LA SINDROME POST TRAUMATICA DA STRESS (SPTS)

Vivere momenti della nostra vita così difficili come la perdita di una persona cara in un incidente stradale, aver vissuto un esperienza potenzialmente mortale o che ha implicato una grave lesione, comporta inevitabilmente uno stato di sofferenza e di stress che deteriora il nostro benessere psicologico, quello fisiologico e la qualità dei rapporti sociali con le persone che ci circondano.

Gli psicologi definiscono con Sindrome Post Traumatica da Stress (SPTS) l’insieme delle forti sofferenze psicologiche che seguono un evento traumatico vissuto direttamente o indirettamente (se vissuto ad esempio da parente stretto o un amico).

Nel giro di pochi istanti le nostre vite vengono sconvolte dall’impatto di alcuni eventi che scatenano una forte e frequente ansia esaurendo le nostre risorse proprio quando abbiamo più bisogno di impiegare molte energie per adattarci e ristabilire un minimo equilibrio personale.

La SPTS è l’equivalente psicologico di una profonda ferita che richiede, come nel caso di una lesione grave, un intervento mirato e professionale per scongiurare peggioramenti, mitigare la sofferenza e rendere più efficace lo stabilirsi di una qualità di vita degna di questo nome.

Non tutte le persone reagiscono nella stessa maniera all’impatto traumatico di alcuni eventi della vita ma i “segnali” tipici della SPTS sono:

– rivivere, da svegli o durante il sonno (attraverso gli incubi), in maniera ripetitiva e intrusiva il ricordo dell’evento traumatico;
– uno stato mentale simile all’intorpidimento e/o alla confusione;
– la tendenza ad evitare tutto ciò che ricordi, direttamente o indirettamente, l’esperienza traumatica;
– iperattivazione sia psicologica che fisiologica caratterizzata da insonnia, irritabilità, ansia e tensione generalizzate.

Non è detto che questi “segnali” siano tutti vissuti dalla persona che soffre di STPS ma solitamente sono compresenti due o più di questi fattori.

Spesso le persone che soffrono di SPTS cercano “sollievo” (spesso peggiorando la situazione) facendo abuso di alcool, droga, farmaci e/o psicofarmaci.

E’ molto frequente che coloro che vivono questi momenti difficili si attribuiscano delle responsabiltà relativamente l’evento traumatico innescando “sensi di colpa” per come ci si è comportati (o per il non aver potuto evitare il fatto).

Può capitare che, in seguito all’evento traumatico, le tensioni familiari aumentino molto per la difficoltà riscontrata dai parenti nel rapportarsi con la persona con SPTS.

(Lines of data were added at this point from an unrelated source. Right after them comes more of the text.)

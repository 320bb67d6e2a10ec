//! Accept/reject decisions on pending versions.
//!
//! # Responsibility
//! - Apply review decisions with role checks and full audit logging.
//! - On rejection of a head row, re-promote the newest surviving
//!   predecessor, or tombstone the row when nothing precedes it.
//!
//! # Invariants
//! - Only pending rows can be reviewed; decisions are final.
//! - A rejected head never stays the visible state of an entity: either a
//!   predecessor takes over or the row becomes a deletion tombstone.

use crate::db::DbError;
use crate::document::mentions::{Mention, MentionKind};
use crate::model::actor::{Actor, Role};
use crate::model::audit::LogKind;
use crate::model::entity::{EntityKind, EntityVersion, ReviewState, VersionPayload};
use crate::repo::{hooks, log_repo, reference_repo, version_repo, StoreError};
use rusqlite::{params, Connection, OptionalExtension, Transaction, TransactionBehavior};
use std::error::Error;
use std::fmt::{Display, Formatter};

pub type ReviewResult<T> = Result<T, ReviewError>;

/// Errors from review decisions.
#[derive(Debug)]
pub enum ReviewError {
    /// Underlying store error.
    Store(StoreError),
    /// Actor lacks the role required for the operation.
    Forbidden { required: Role },
    /// The version is not in a state the decision applies to.
    InvalidTransition { from: ReviewState, to: ReviewState },
    /// The version is a deletion tombstone and cannot be reviewed.
    Deleted { kind: EntityKind, version_id: i64 },
}

impl Display for ReviewError {
    fn fmt(&self, f: &mut Formatter<'_>) -> std::fmt::Result {
        match self {
            Self::Store(err) => write!(f, "{err}"),
            Self::Forbidden { required } => {
                write!(f, "operation requires the {} role", required.as_str())
            }
            Self::InvalidTransition { from, to } => write!(
                f,
                "cannot move review state from {} to {}",
                from.as_str(),
                to.as_str()
            ),
            Self::Deleted { kind, version_id } => {
                write!(f, "{kind} version {version_id} is a deletion tombstone")
            }
        }
    }
}

impl Error for ReviewError {
    fn source(&self) -> Option<&(dyn Error + 'static)> {
        match self {
            Self::Store(err) => Some(err),
            Self::Forbidden { .. } => None,
            Self::InvalidTransition { .. } => None,
            Self::Deleted { .. } => None,
        }
    }
}

impl From<StoreError> for ReviewError {
    fn from(value: StoreError) -> Self {
        Self::Store(value)
    }
}

impl From<rusqlite::Error> for ReviewError {
    fn from(value: rusqlite::Error) -> Self {
        Self::Store(StoreError::Db(DbError::Sqlite(value)))
    }
}

/// Review gate over a migrated connection.
pub struct ReviewGate<'conn> {
    conn: &'conn Connection,
}

impl<'conn> ReviewGate<'conn> {
    pub fn new(conn: &'conn Connection) -> Self {
        Self { conn }
    }

    /// Accepts one pending version.
    pub fn accept(
        &self,
        kind: EntityKind,
        version_id: i64,
        actor: &Actor,
    ) -> ReviewResult<EntityVersion> {
        if !actor.can_review() {
            return Err(ReviewError::Forbidden {
                required: Role::Reviewer,
            });
        }
        let tx = Transaction::new_unchecked(self.conn, TransactionBehavior::Immediate)?;
        let version = version_repo::require_version_row(&tx, kind, version_id)?;
        check_reviewable(&version, ReviewState::Accepted)?;

        let log_id = log_repo::append_log(
            &tx,
            LogKind::Review,
            actor,
            Some(&format!("accept {kind} {}", version.entity_id)),
        )?;
        tx.execute(
            &format!(
                "UPDATE {table}
                 SET review_state = 'accepted',
                     reviewed_log_id = ?2
                 WHERE version_id = ?1;",
                table = version_repo::version_table(kind),
            ),
            params![version_id, log_id],
        )?;
        let updated = version_repo::require_version_row(&tx, kind, version_id)?;
        tx.commit()?;
        Ok(updated)
    }

    /// Rejects one pending version.
    ///
    /// When the row is the head of its entity, the newest earlier
    /// non-rejected version in the same epoch takes over as head. Without
    /// such a predecessor the row becomes a deletion tombstone, which
    /// removes entities that only ever existed as the rejected submission.
    pub fn reject(
        &self,
        kind: EntityKind,
        version_id: i64,
        actor: &Actor,
    ) -> ReviewResult<EntityVersion> {
        if !actor.can_review() {
            return Err(ReviewError::Forbidden {
                required: Role::Reviewer,
            });
        }
        let tx = Transaction::new_unchecked(self.conn, TransactionBehavior::Immediate)?;
        let version = version_repo::require_version_row(&tx, kind, version_id)?;
        check_reviewable(&version, ReviewState::Rejected)?;

        let log_id = log_repo::append_log(
            &tx,
            LogKind::Review,
            actor,
            Some(&format!("reject {kind} {}", version.entity_id)),
        )?;
        let table = version_repo::version_table(kind);
        tx.execute(
            &format!(
                "UPDATE {table}
                 SET review_state = 'rejected',
                     reviewed_log_id = ?2
                 WHERE version_id = ?1;"
            ),
            params![version_id, log_id],
        )?;

        if version.is_latest {
            let predecessor_id: Option<i64> = tx
                .query_row(
                    &format!(
                        "SELECT MAX(version_id)
                         FROM {table}
                         WHERE {id_column} = ?1
                           AND import_epoch_id = ?2
                           AND version_id < ?3
                           AND review_state <> 'rejected';",
                        id_column = version_repo::id_column(kind),
                    ),
                    params![version.entity_id, version.import_epoch_id, version_id],
                    |row| row.get(0),
                )
                .optional()?
                .flatten();

            match predecessor_id {
                Some(predecessor_id) => {
                    tx.execute(
                        &format!(
                            "UPDATE {table} SET is_latest = 0 WHERE version_id = ?1;"
                        ),
                        [version_id],
                    )?;
                    tx.execute(
                        &format!(
                            "UPDATE {table} SET is_latest = 1 WHERE version_id = ?1;"
                        ),
                        [predecessor_id],
                    )?;
                    let promoted =
                        version_repo::require_version_row(&tx, kind, predecessor_id)?;
                    refresh_letter_state(&tx, &promoted)?;
                }
                None => {
                    // The entity never had an accepted state; the rejected
                    // submission tombs out.
                    tx.execute(
                        &format!(
                            "UPDATE {table}
                             SET deleted_log_id = COALESCE(deleted_log_id, ?2)
                             WHERE version_id = ?1;"
                        ),
                        params![version_id, log_id],
                    )?;
                    if kind == EntityKind::Letter {
                        reference_repo::replace_letter_references(&tx, version.entity_id, &[])?;
                    }
                }
            }
        }

        let updated = version_repo::require_version_row(&tx, kind, version_id)?;
        tx.commit()?;
        Ok(updated)
    }

    /// Decides whether a save may skip review. Auto-accept requires a
    /// reviewer actor and every mentioned entity to be accepted and alive
    /// in the current epoch; otherwise the save quietly stays pending.
    pub fn resolve_auto_accept(
        &self,
        actor: &Actor,
        requested: bool,
        mentions: &[Mention],
    ) -> ReviewResult<bool> {
        if !requested || !actor.can_review() {
            return Ok(false);
        }
        let Some(epoch) = version_repo::current_epoch_row(self.conn)? else {
            return Ok(false);
        };
        for mention in mentions {
            let kind = match mention.kind {
                MentionKind::Person => EntityKind::Person,
                MentionKind::Place => EntityKind::Place,
            };
            let Some(latest) = version_repo::latest_version_row(
                self.conn,
                kind,
                mention.target_id,
                epoch.epoch_id,
            )?
            else {
                return Ok(false);
            };
            if latest.review_state != ReviewState::Accepted || latest.is_deleted() {
                return Ok(false);
            }
        }
        Ok(true)
    }
}

fn check_reviewable(version: &EntityVersion, to: ReviewState) -> ReviewResult<()> {
    if version.is_deleted() {
        return Err(ReviewError::Deleted {
            kind: version.kind(),
            version_id: version.version_id,
        });
    }
    if version.review_state != ReviewState::Pending {
        return Err(ReviewError::InvalidTransition {
            from: version.review_state,
            to,
        });
    }
    Ok(())
}

fn refresh_letter_state(tx: &Connection, promoted: &EntityVersion) -> ReviewResult<()> {
    if let VersionPayload::Letter(_) = promoted.payload {
        hooks::run_after_save(tx, promoted.entity_id, &promoted.payload)?;
    }
    Ok(())
}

Una più efficace gestione dello stress incide sempre nelle qualità delle nostre vite ma nel caso del SPTS può fare la differenza tra vivere per molto tempo dolorosamente aggravando lo stato psicofisico della persona che ha vissuto il dramma e il vivere mitigando la sofferenza cercando di guardare anche “avanti” vivendo con maggiore serenità il proprio presente ed il proprio futuro.

Da tempo collaboro con il dr. Philip Zimbardo (professore presso la Stanford University, USA) che ha sviluppato un protocollo specifico per aiutare le persone con SPTS basate sul sua teoria Time Perspective Approach (“approccio della prospettiva temporale”). Sono il curatore di riferimento italiano (Italian service agent) e traduttore del testo “A Therapist’s Guide to The Time Cure” (Guida per Terapisti alla Cura Temporale) scritto dal dr. Philip Zimbardo, il dr. Richard Sword e Rosemary Sword.